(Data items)
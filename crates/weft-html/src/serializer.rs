//! [§ 13.3 Serializing HTML fragments](https://html.spec.whatwg.org/multipage/parsing.html#serialising-html-fragments)
//!
//! Turns any tree reachable through a [`TreeAdapter`] back into markup.

use weft_dom::{Attribute, Namespace, TreeAdapter};

/// "If current node is an area, base, basefont, bgsound, br, col, embed,
/// frame, hr, img, input, keygen, link, meta, param, source, track or wbr
/// element, then continue on to the next child node at this point."
const VOID_ELEMENTS: &[&str] = &[
    "area", "base", "basefont", "bgsound", "br", "col", "embed", "frame", "hr", "img", "input",
    "keygen", "link", "meta", "param", "source", "track", "wbr",
];

/// "If the parent of current node is a style, script, xmp, iframe, noembed,
/// noframes, or plaintext element, or if the parent of current node is a
/// noscript element and scripting is enabled for the node, then append the
/// value of current node's data literally."
const RAW_TEXT_PARENTS: &[&str] = &[
    "style",
    "script",
    "xmp",
    "iframe",
    "noembed",
    "noframes",
    "plaintext",
    "noscript",
];

/// One unit of pending work. Nodes are walked with an explicit stack so that
/// deeply nested trees cannot exhaust the call stack.
enum Step<H> {
    /// Serialize a node; `parent_name` is the tag name of its parent element.
    Node {
        node: H,
        parent_name: Option<String>,
    },
    EndTag(String),
}

/// Serialize the children of `node`. For a `<template>` the template
/// contents are serialized instead.
///
/// ```
/// use weft_html::{parse_document, serialize};
///
/// let tree = parse_document("<p class=a>x &amp; y");
/// assert_eq!(
///     serialize(&tree, &tree.root()),
///     "<html><head></head><body><p class=\"a\">x &amp; y</p></body></html>"
/// );
/// ```
#[must_use]
pub fn serialize<A: TreeAdapter>(adapter: &A, node: &A::Handle) -> String {
    let mut stack = Vec::new();
    push_children(adapter, node, &mut stack);
    run(adapter, stack)
}

/// Serialize `node` itself, start and end tag included.
#[must_use]
pub fn serialize_outer<A: TreeAdapter>(adapter: &A, node: &A::Handle) -> String {
    run(
        adapter,
        vec![Step::Node {
            node: node.clone(),
            parent_name: None,
        }],
    )
}

fn run<A: TreeAdapter>(adapter: &A, mut stack: Vec<Step<A::Handle>>) -> String {
    let mut output = String::new();
    while let Some(step) = stack.pop() {
        match step {
            Step::EndTag(tag_name) => {
                output.push_str("</");
                output.push_str(&tag_name);
                output.push('>');
            }
            Step::Node { node, parent_name } => {
                serialize_node(adapter, &node, parent_name.as_deref(), &mut stack, &mut output);
            }
        }
    }
    output
}

/// Queue the children of `node` so that the first child is popped first.
fn push_children<A: TreeAdapter>(adapter: &A, node: &A::Handle, stack: &mut Vec<Step<A::Handle>>) {
    // "If the node is a template element, then let the node instead be the
    // template element's template contents (a DocumentFragment node)."
    let container = if is_html_element(adapter, node, "template") {
        adapter
            .get_template_content(node)
            .unwrap_or_else(|| node.clone())
    } else {
        node.clone()
    };

    let parent_name = adapter
        .is_element_node(node)
        .then(|| adapter.get_tag_name(node));
    stack.extend(
        adapter
            .get_child_nodes(&container)
            .into_iter()
            .rev()
            .map(|child| Step::Node {
                node: child,
                parent_name: parent_name.clone(),
            }),
    );
}

fn serialize_node<A: TreeAdapter>(
    adapter: &A,
    node: &A::Handle,
    parent_name: Option<&str>,
    stack: &mut Vec<Step<A::Handle>>,
    output: &mut String,
) {
    if adapter.is_element_node(node) {
        serialize_element(adapter, node, stack, output);
    } else if adapter.is_text_node(node) {
        let text = adapter.get_text_node_content(node);
        if parent_name.is_some_and(|name| RAW_TEXT_PARENTS.contains(&name)) {
            output.push_str(&text);
        } else {
            escape_into(&text, false, output);
        }
    } else if adapter.is_comment_node(node) {
        output.push_str("<!--");
        output.push_str(&adapter.get_comment_node_content(node));
        output.push_str("-->");
    } else if adapter.is_document_type_node(node) {
        serialize_doctype(adapter, node, output);
    } else {
        // Documents and fragments only contribute their children.
        push_children(adapter, node, stack);
    }
}

/// Write the start tag and queue the children followed by the end tag.
fn serialize_element<A: TreeAdapter>(
    adapter: &A,
    node: &A::Handle,
    stack: &mut Vec<Step<A::Handle>>,
    output: &mut String,
) {
    let tag_name = adapter.get_tag_name(node);
    let namespace = adapter.get_namespace_uri(node);

    output.push('<');
    output.push_str(&tag_name);
    for attr in adapter.get_attr_list(node) {
        output.push(' ');
        output.push_str(&serialized_attribute_name(&attr));
        output.push_str("=\"");
        escape_into(&attr.value, true, output);
        output.push('"');
    }
    output.push('>');

    if namespace == Namespace::Html && VOID_ELEMENTS.contains(&tag_name.as_str()) {
        return;
    }

    // A parser drops one leading newline in these elements, so a text child
    // that starts with one needs another in front of it.
    if namespace == Namespace::Html
        && matches!(tag_name.as_str(), "pre" | "textarea" | "listing")
        && adapter
            .get_first_child(node)
            .is_some_and(|child| {
                adapter.is_text_node(&child) && adapter.get_text_node_content(&child).starts_with('\n')
            })
    {
        output.push('\n');
    }

    stack.push(Step::EndTag(tag_name));
    push_children(adapter, node, stack);
}

/// [§ 13.3](https://html.spec.whatwg.org/multipage/parsing.html#attribute's-serialized-name)
///
/// "An attribute's serialized name for the purposes of the previous paragraph
/// must be determined as follows:"
fn serialized_attribute_name(attr: &Attribute) -> String {
    match attr.namespace {
        // "If the attribute has no namespace: The attribute's serialized name
        // is the attribute's local name."
        None => attr.name.clone(),
        // "If the attribute is in the XML namespace: The attribute's serialized
        // name is the string "xml:" followed by the attribute's local name."
        Some(Namespace::Xml) => format!("xml:{}", attr.name),
        // "If the attribute is in the XMLNS namespace and the attribute's local
        // name is xmlns: The attribute's serialized name is the string "xmlns"."
        // "If the attribute is in the XMLNS namespace and the attribute's local
        // name is not xmlns: The attribute's serialized name is the string
        // "xmlns:" followed by the attribute's local name."
        Some(Namespace::Xmlns) if attr.name == "xmlns" => "xmlns".to_string(),
        Some(Namespace::Xmlns) => format!("xmlns:{}", attr.name),
        // "If the attribute is in the XLink namespace: The attribute's
        // serialized name is the string "xlink:" followed by the attribute's
        // local name."
        Some(Namespace::XLink) => format!("xlink:{}", attr.name),
        // "If the attribute is in some other namespace: The attribute's
        // serialized name is the attribute's qualified name."
        Some(_) => attr.qualified_name(),
    }
}

/// `<!DOCTYPE name>`, with the public and system identifiers when present.
fn serialize_doctype<A: TreeAdapter>(adapter: &A, node: &A::Handle, output: &mut String) {
    let name = adapter.get_document_type_node_name(node);
    let public_id = adapter.get_document_type_node_public_id(node);
    let system_id = adapter.get_document_type_node_system_id(node);

    output.push_str("<!DOCTYPE ");
    output.push_str(&name);
    if !public_id.is_empty() {
        output.push_str(" PUBLIC \"");
        output.push_str(&public_id);
        output.push('"');
    } else if !system_id.is_empty() {
        output.push_str(" SYSTEM");
    }
    if !system_id.is_empty() {
        output.push_str(" \"");
        output.push_str(&system_id);
        output.push('"');
    }
    output.push('>');
}

/// [§ 13.3](https://html.spec.whatwg.org/multipage/parsing.html#escapingString)
///
/// "Replace any occurrence of the "&" character by the string "&amp;".
/// Replace any occurrences of the U+00A0 NO-BREAK SPACE character by the
/// string "&nbsp;". If the algorithm was invoked in the attribute mode,
/// replace any occurrences of the """ character by the string "&quot;". If
/// the algorithm was not invoked in the attribute mode, replace any
/// occurrences of the "<" character by the string "&lt;", and any
/// occurrences of the ">" character by the string "&gt;"."
fn escape_into(text: &str, attribute_mode: bool, output: &mut String) {
    for c in text.chars() {
        match c {
            '&' => output.push_str("&amp;"),
            '\u{A0}' => output.push_str("&nbsp;"),
            '"' if attribute_mode => output.push_str("&quot;"),
            '<' if !attribute_mode => output.push_str("&lt;"),
            '>' if !attribute_mode => output.push_str("&gt;"),
            _ => output.push(c),
        }
    }
}

fn is_html_element<A: TreeAdapter>(adapter: &A, node: &A::Handle, name: &str) -> bool {
    adapter.is_element_node(node)
        && adapter.get_namespace_uri(node) == Namespace::Html
        && adapter.get_tag_name(node) == name
}

#[cfg(test)]
mod tests {
    use super::*;

    #[test]
    fn escaping_modes() {
        let mut text = String::new();
        escape_into("a<b>&\"c\u{A0}", false, &mut text);
        assert_eq!(text, "a&lt;b&gt;&amp;\"c&nbsp;");

        let mut attr = String::new();
        escape_into("a<b>&\"c", true, &mut attr);
        assert_eq!(attr, "a<b>&amp;&quot;c");
    }

    #[test]
    fn namespaced_attribute_names() {
        let mut href = Attribute::new("href".into(), "#x".into());
        href.prefix = Some("xlink".into());
        href.namespace = Some(Namespace::XLink);
        assert_eq!(serialized_attribute_name(&href), "xlink:href");

        let mut xmlns = Attribute::new("xmlns".into(), String::new());
        xmlns.namespace = Some(Namespace::Xmlns);
        assert_eq!(serialized_attribute_name(&xmlns), "xmlns");

        let mut lang = Attribute::new("lang".into(), "en".into());
        lang.namespace = Some(Namespace::Xml);
        assert_eq!(serialized_attribute_name(&lang), "xml:lang");
    }
}
//! [§ 13.2.6.4.18 The "in template" insertion mode](https://html.spec.whatwg.org/multipage/parsing.html#parsing-main-intemplate)

use weft_dom::TreeAdapter;

use super::super::core::{InsertionMode, Parser};
use crate::error::ErrorCode;
use crate::tokenizer::Token;

impl<A: TreeAdapter> Parser<A> {
    /// [§ 13.2.6.4.18 The "in template" insertion mode](https://html.spec.whatwg.org/multipage/parsing.html#parsing-main-intemplate)
    pub(in crate::parser) fn handle_in_template_mode(&mut self, token: &Token) {
        match token {
            // "A character token"
            // "A comment token"
            // "A DOCTYPE token"
            // "Process the token using the rules for the "in body" insertion mode."
            Token::Character { .. }
            | Token::WhitespaceCharacter { .. }
            | Token::NullCharacter { .. }
            | Token::Comment { .. }
            | Token::Doctype { .. } => self.process_using_rules_for(InsertionMode::InBody, token),

            Token::StartTag { name, .. } => match name.as_str() {
                // "A start tag whose tag name is one of: "base", "basefont",
                // "bgsound", "link", "meta", "noframes", "script", "style",
                // "template", "title""
                // "Process the token using the rules for the "in head" insertion
                // mode."
                "base" | "basefont" | "bgsound" | "link" | "meta" | "noframes" | "script"
                | "style" | "template" | "title" => {
                    self.process_using_rules_for(InsertionMode::InHead, token);
                }

                // "A start tag whose tag name is one of: "caption", "colgroup",
                // "tbody", "tfoot", "thead""
                "caption" | "colgroup" | "tbody" | "tfoot" | "thead" => {
                    self.retarget_template_mode(InsertionMode::InTable, token);
                }

                // "A start tag whose tag name is "col""
                "col" => self.retarget_template_mode(InsertionMode::InColumnGroup, token),

                // "A start tag whose tag name is "tr""
                "tr" => self.retarget_template_mode(InsertionMode::InTableBody, token),

                // "A start tag whose tag name is one of: "td", "th""
                "td" | "th" => self.retarget_template_mode(InsertionMode::InRow, token),

                // "Any other start tag"
                _ => self.retarget_template_mode(InsertionMode::InBody, token),
            },

            // "An end tag whose tag name is "template""
            // "Process the token using the rules for the "in head" insertion mode."
            Token::EndTag { name, .. } if name == "template" => {
                self.process_using_rules_for(InsertionMode::InHead, token);
            }

            // "Any other end tag"
            // "Parse error. Ignore the token."
            Token::EndTag { .. } => self.parse_error(ErrorCode::UnexpectedEndTag),

            // "An end-of-file token"
            Token::EndOfFile => {
                // "If there is no template element on the stack of open
                // elements, then stop parsing. (fragment case)"
                if !self.open_elements.has_template() {
                    self.stop_parsing();
                    return;
                }
                // "Otherwise, this is a parse error."
                self.parse_error(ErrorCode::OpenElementsLeftAfterEof);
                // "Pop elements from the stack of open elements until a template
                // element has been popped from the stack. Clear the list of
                // active formatting elements up to the last marker. Pop the
                // current template insertion mode off the stack of template
                // insertion modes. Reset the insertion mode appropriately.
                // Reprocess the token."
                self.open_elements.pop_until_template_popped();
                self.active_formatting_elements.clear_to_last_marker();
                let _ = self.template_insertion_modes.pop();
                self.reset_insertion_mode_appropriately();
                self.process_token(token);
            }
        }
    }

    /// "Pop the current template insertion mode off the stack of template
    /// insertion modes. Push `mode` onto the stack of template insertion modes
    /// so that it is the new current template insertion mode. Switch the
    /// insertion mode to `mode`, and reprocess the token."
    fn retarget_template_mode(&mut self, mode: InsertionMode, token: &Token) {
        let _ = self.template_insertion_modes.pop();
        self.template_insertion_modes.push(mode);
        self.reprocess_in(mode, token);
    }
}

YOUR GOAL
Reproduce each line of the entries in which the word "value" is found.

REPLY
/// value of current node's data literally."
        escape_into(&attr.value, true, output);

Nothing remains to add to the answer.